Activity: Using the line that contains "#[cfg(windows)]" as the first line and the last line of the data as the final one, give every line in that range again exactly.

Saved data entries:
== Segment start ==

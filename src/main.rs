//! # miescat - 均匀球形粒子 Mie 散射计算
//!
//! 计算均匀球形粒子在均匀介质中的消光、散射、吸收效率因子，
//! 单次散射反照率与不对称因子，并支持波长 × 尺寸网格的并行扫描。
//!
//! ## 子命令
//! - `compute` - 单个粒子
//! - `sweep`   - 参数扫描，导出 CSV 或效率谱图
//!
//! ## 依赖关系
//! ```text
//! main.rs
//!   ├── cli/        (命令行参数定义)
//!   ├── commands/   (命令执行逻辑)
//!   │     ├── sweep/     (网格与并行执行)
//!   │     ├── mie/       (Mie 级数引擎)
//!   │     ├── materials/ (折射率来源)
//!   │     ├── export/    (CSV 与图表)
//!   │     └── models/    (数据模型)
//!   ├── config.rs   (TOML 扫描配置)
//!   ├── utils/      (工具函数)
//!   └── error.rs    (错误处理)
//! ```
//!
//! 设置 `RUST_LOG=debug` 查看截断阶与递推起点等诊断日志。

mod cli;
mod commands;
mod config;
mod error;
mod export;
mod materials;
mod mie;
mod models;
mod sweep;
mod utils;

use clap::Parser;
use cli::Cli;

fn main() {
    // Initialize colored output for Windows compatibility
    #[cfg(windows)]
    colored::control::set_virtual_terminal(true).ok();

    env_logger::Builder::from_env(env_logger::Env::default().default_filter_or("warn")).init();

    let cli = Cli::parse();

    if let Err(e) = commands::run(cli.command) {
        utils::output::print_error(&format!("{}", e));
        std::process::exit(1);
    }
}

== Segment end ==

Task answer:
    #[cfg(windows)]
    colored::control::set_virtual_terminal(true).ok();

    env_logger::Builder::from_env(env_logger::Env::default().default_filter_or("warn")).init();

    let cli = Cli::parse();

    if let Err(e) = commands::run(cli.command) {
        utils::output::print_error(&format!("{}", e));
        std::process::exit(1);
    }
}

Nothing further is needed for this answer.